Ja. Aber der Vater und die Mutter haben nicht gearbeitet. Und die Umgebung, in der sie sich bewegt haben, hat offenbar großen Einfluss auf die Familie gehabt. Religiöse Vereine, Moscheen, Imame haben in manchen Familien eine Macht, die uns gar nicht klar ist. Das ist ein Problem, mit dem wir uns beschäftigen müssen. Ich habe ja im Gerichtssaal gehört, dass einer der Brüder sich den Mord von einem Imam hat legitimieren lassen.
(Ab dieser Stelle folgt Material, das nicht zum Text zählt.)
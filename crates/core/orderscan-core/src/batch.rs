/*!
# Batch Runner

Processes every `*.pdf` in an input directory, one file after another, and
writes `<stem>.txt` (and optionally `<stem>.csv`) into an output directory.

Per file: `Discovered → Extracting → Summarizing → Saving → Done`. Failed
stages are handled by the [`FailurePolicy`]; a failed write ends the file in
`Saving` and the runner moves on.
*/

use crate::artifacts::{ArtifactWriter, SaveResult};
use crate::fields::StructuredFields;
use crate::ingestion::PdfExtractor;
use crate::outcome::{StageFailure, StageOutcome};
use crate::pipeline::{AnalysisReport, DocumentPipeline};
use crate::Result;
use serde::{Deserialize, Serialize};
use std::fmt;
use std::fs;
use std::path::{Path, PathBuf};
use std::str::FromStr;
use tracing::{info, warn};
use uuid::Uuid;

/// What to write when a stage failed
#[derive(Debug, Clone, Copy, PartialEq, Eq, Default, Serialize, Deserialize)]
#[serde(rename_all = "lowercase")]
pub enum FailurePolicy {
    /// Write the failure text where the artifact would have gone
    Embed,
    /// Write the failure text to a `.failed.txt` sidecar instead
    #[default]
    Mark,
    /// Write nothing
    Skip,
}

impl fmt::Display for FailurePolicy {
    fn fmt(&self, f: &mut fmt::Formatter<'_>) -> fmt::Result {
        let name = match self {
            FailurePolicy::Embed => "embed",
            FailurePolicy::Mark => "mark",
            FailurePolicy::Skip => "skip",
        };
        f.write_str(name)
    }
}

impl FromStr for FailurePolicy {
    type Err = String;

    fn from_str(s: &str) -> std::result::Result<Self, Self::Err> {
        match s.trim().to_lowercase().as_str() {
            "embed" => Ok(FailurePolicy::Embed),
            "mark" => Ok(FailurePolicy::Mark),
            "skip" => Ok(FailurePolicy::Skip),
            other => Err(format!(
                "unknown failure policy '{}' (expected embed, mark or skip)",
                other
            )),
        }
    }
}

/// Batch run settings
#[derive(Debug, Clone)]
pub struct BatchOptions {
    /// Directory scanned for PDFs
    pub input_dir: PathBuf,
    /// Directory receiving the artifacts
    pub output_dir: PathBuf,
    /// Also extract fields and write `<stem>.csv`
    pub write_fields_csv: bool,
    /// Handling of failed stages
    pub failure_policy: FailurePolicy,
}

impl Default for BatchOptions {
    fn default() -> Self {
        Self {
            input_dir: PathBuf::from("input"),
            output_dir: PathBuf::from("output"),
            write_fields_csv: true,
            failure_policy: FailurePolicy::default(),
        }
    }
}

/// Per-file processing state
#[derive(Debug, Clone, Copy, PartialEq, Eq, Serialize, Deserialize)]
#[serde(rename_all = "snake_case")]
pub enum FileState {
    /// Found in the input directory
    Discovered,
    /// Reading the PDF
    Extracting,
    /// Model requests in flight
    Summarizing,
    /// Writing artifacts
    Saving,
    /// All artifacts written
    Done,
}

impl fmt::Display for FileState {
    fn fmt(&self, f: &mut fmt::Formatter<'_>) -> fmt::Result {
        let name = match self {
            FileState::Discovered => "discovered",
            FileState::Extracting => "extracting",
            FileState::Summarizing => "summarizing",
            FileState::Saving => "saving",
            FileState::Done => "done",
        };
        f.write_str(name)
    }
}

/// Result for one input file
#[derive(Debug, Clone, Serialize)]
pub struct FileReport {
    /// Input PDF
    pub input: PathBuf,

    /// Last state reached
    pub state: FileState,

    /// Stage failures, including write failures
    pub failures: Vec<StageFailure>,

    /// Files written for this input
    pub written: Vec<PathBuf>,

    /// One status line per attempted write
    pub save_status: Vec<String>,
}

impl FileReport {
    fn new(input: PathBuf) -> Self {
        Self {
            input,
            state: FileState::Discovered,
            failures: Vec::new(),
            written: Vec::new(),
            save_status: Vec::new(),
        }
    }

    /// True when every stage and write succeeded
    pub fn is_success(&self) -> bool {
        self.state == FileState::Done && self.failures.is_empty()
    }

    fn enter(&mut self, state: FileState) {
        self.state = state;
        info!("BATCH_FILE_STATE file={} state={}", self.input.display(), state);
    }
}

/// Result of a whole batch run
#[derive(Debug, Clone, Default, Serialize)]
pub struct BatchReport {
    /// The input directory did not exist and was created
    pub input_created: bool,

    /// Per-file results in processing order
    pub files: Vec<FileReport>,
}

impl BatchReport {
    /// Files without any failure
    pub fn succeeded(&self) -> usize {
        self.files.iter().filter(|f| f.is_success()).count()
    }

    /// Files with at least one failure
    pub fn failed(&self) -> usize {
        self.files.len() - self.succeeded()
    }

    /// Every file written, in processing order
    pub fn written_files(&self) -> Vec<&Path> {
        self.files
            .iter()
            .flat_map(|f| f.written.iter().map(PathBuf::as_path))
            .collect()
    }
}

/// `*.pdf` regular files directly inside `dir`, sorted by name
pub fn discover_pdfs(dir: &Path) -> Result<Vec<PathBuf>> {
    let mut files = Vec::new();
    for entry in fs::read_dir(dir)? {
        let path = entry?.path();
        if path.is_file() && path.extension().map_or(false, |ext| ext == "pdf") {
            files.push(path);
        }
    }
    files.sort();
    Ok(files)
}

/// Sequential batch processor
pub struct BatchRunner {
    pipeline: DocumentPipeline,
    options: BatchOptions,
}

impl BatchRunner {
    /// Create a runner; field extraction follows `options.write_fields_csv`
    pub fn new(pipeline: DocumentPipeline, options: BatchOptions) -> Self {
        let pipeline = pipeline.with_fields(options.write_fields_csv);
        Self { pipeline, options }
    }

    /// Process every PDF in the input directory
    pub async fn run(&self) -> Result<BatchReport> {
        let input = &self.options.input_dir;
        let mut report = BatchReport::default();

        if !input.exists() {
            fs::create_dir_all(input)?;
            report.input_created = true;
            info!(
                "BATCH_INPUT_CREATED dir={} hint=\"place PDF files here and run again\"",
                input.display()
            );
            return Ok(report);
        }

        let files = discover_pdfs(input)?;
        if files.is_empty() {
            info!("BATCH_EMPTY dir={}", input.display());
            return Ok(report);
        }

        fs::create_dir_all(&self.options.output_dir)?;
        info!(
            "BATCH_START files={} output={} policy={}",
            files.len(),
            self.options.output_dir.display(),
            self.options.failure_policy
        );

        for path in files {
            let file_report = self.process_file(path).await;
            report.files.push(file_report);
        }

        info!(
            "BATCH_DONE succeeded={} failed={} written={}",
            report.succeeded(),
            report.failed(),
            report.written_files().len()
        );
        Ok(report)
    }

    async fn process_file(&self, path: PathBuf) -> FileReport {
        let mut file = FileReport::new(path.clone());
        info!("BATCH_FILE_STATE file={} state={}", path.display(), file.state);

        let id = Uuid::new_v4();
        let source = path
            .file_name()
            .map(|n| n.to_string_lossy().into_owned())
            .unwrap_or_default();

        file.enter(FileState::Extracting);
        let analysis = match PdfExtractor::extract_async(path.clone()).await {
            Ok(document) => {
                file.enter(FileState::Summarizing);
                self.pipeline.analyze_document(id, source, &document).await
            }
            Err(e) => {
                let report = self.pipeline.extraction_failed(id, source, &e);
                file.enter(FileState::Summarizing);
                report
            }
        };

        file.failures.extend(analysis_failures(&analysis));

        file.enter(FileState::Saving);
        if self.save(&mut file, &analysis) {
            file.enter(FileState::Done);
        }
        file
    }

    /// Write the artifacts of one analysis; false when a write failed
    fn save(&self, file: &mut FileReport, analysis: &AnalysisReport) -> bool {
        let stem = file
            .input
            .file_stem()
            .map(|s| s.to_string_lossy().into_owned())
            .unwrap_or_else(|| "document".to_string());
        let out = &self.options.output_dir;
        let policy = self.options.failure_policy;

        let summary_target = match &analysis.summary {
            StageOutcome::Ready(summary) => {
                Some((out.join(format!("{}.txt", stem)), summary.text.clone()))
            }
            StageOutcome::Failed(failure) => match policy {
                FailurePolicy::Embed => Some((out.join(format!("{}.txt", stem)), failure.to_string())),
                FailurePolicy::Mark => {
                    Some((out.join(format!("{}.failed.txt", stem)), failure.to_string()))
                }
                FailurePolicy::Skip => None,
            },
        };
        // The two writes are independent; a failed summary write does not skip the CSV
        let summary_saved = match summary_target {
            Some((target, text)) => {
                record_write(file, ArtifactWriter::save_text(&target, &text))
            }
            None => true,
        };

        let Some(fields) = &analysis.fields else {
            return summary_saved;
        };
        let fields_saved = match fields {
            StageOutcome::Ready(fields) => {
                let target = out.join(format!("{}.csv", stem));
                record_write(file, ArtifactWriter::save_fields_csv(&target, fields))
            }
            StageOutcome::Failed(failure) => match policy {
                FailurePolicy::Embed => {
                    let target = out.join(format!("{}.csv", stem));
                    let empty = StructuredFields::new();
                    record_write(file, ArtifactWriter::save_fields_csv(&target, &empty))
                }
                FailurePolicy::Mark => {
                    let target = out.join(format!("{}.fields.failed.txt", stem));
                    record_write(file, ArtifactWriter::save_text(&target, &failure.to_string()))
                }
                FailurePolicy::Skip => true,
            },
        };
        summary_saved && fields_saved
    }
}

fn analysis_failures(analysis: &AnalysisReport) -> Vec<StageFailure> {
    let mut failures: Vec<StageFailure> = Vec::new();
    let candidates = [
        analysis.summary.failure(),
        analysis.fields.as_ref().and_then(|f| f.failure()),
    ];
    for failure in candidates.into_iter().flatten() {
        if !failures.contains(failure) {
            failures.push(failure.clone());
        }
    }
    failures
}

fn record_write(file: &mut FileReport, result: SaveResult) -> bool {
    file.save_status.push(ArtifactWriter::save_status(&result));
    match result {
        Ok(written) => {
            file.written.push(written);
            true
        }
        Err(failure) => {
            warn!("BATCH_SAVE_FAILED file={} reason={}", file.input.display(), failure.reason);
            file.failures.push(failure);
            false
        }
    }
}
Er hat ihn gefragt, ob es legitim sei, wenn er seine Schwester töte, da sie Schande über die Familie brächte.

Und daraufhin wurde der Mord begangen?

Ich glaube, dass das von der Familie entschieden wurde. Es gibt ein Familiengericht und da wurde beschlossen, dass einer der Brüder, in diesem Falle der jüngste, die Ehre der Familie retten muss.

Was wäre passiert, wenn der Sohn sich geweigert hätte, den Mord zu begehen?

Dann wäre er ausgestoßen worden. Er wäre ja selbst eine Schande für die Familie, weil er sich geweigert hat, ihre Ehre zu retten. Er wäre dann im Prinzip in der gleichen Situation gewesen wie die, in der Hatun in den Augen ihrer Familie war.

Necla Kelek schreibt in ihrem Buch über türkisch-islamische Männer, diese wüchsen in „Familien ohne Liebe“ auf. Man kann den Eindruck tatsächlich bekommen, wenn ein Bruder seine Schwester ermordet.

Familien ohne Liebe – so würde ich das nicht nennen. Es gibt ja sehr verschiedene Vorstellungen von Liebe. In den Augen der Familie hat Hatun in einer Welt gelebt, die nicht in Ordnung war. Sie haben deshalb kein Unrechtsbewusstsein, sagen sogar, dass sie ihre Schwester gerettet hätten, dass sie jetzt im Paradies sei.

Hat der Mord an Hatun Sürücü auch in der kurdischen Community zu einer Debatte über diese Themen und Traditionen geführt?

Ja, auch unter kurdischen Migranten wurde sehr viel über die Themen Ehrenmord und Zwangsverheiratungen gesprochen. Es gab auch eine Diskussion über die Emanzipation der Frauen. Doch die Frage ist, wie gut wir diese betroffene Gruppe selbst erreichen, wie wir auch mit den entsprechenden Imamen ins Gespräch kommen. Ich glaube nicht, dass wir sie erreicht haben. Sie bewegen sich in anderen Strukturen, und es ist beispielsweise auch für mich schwer, an sie überhaupt heranzukommen. Also in die Moscheen, in die religiösen Vereine. Das sind die Orte, wo das Thema diskutiert werden müsste.

Und das passiert nicht?

Meines Erachtens ist das bislang nicht geschehen. Es wird zwar nach außen immer behauptet, aber ich glaube, in Wirklichkeit findet dort keine ernsthafte Auseinandersetzung mit dem Thema statt.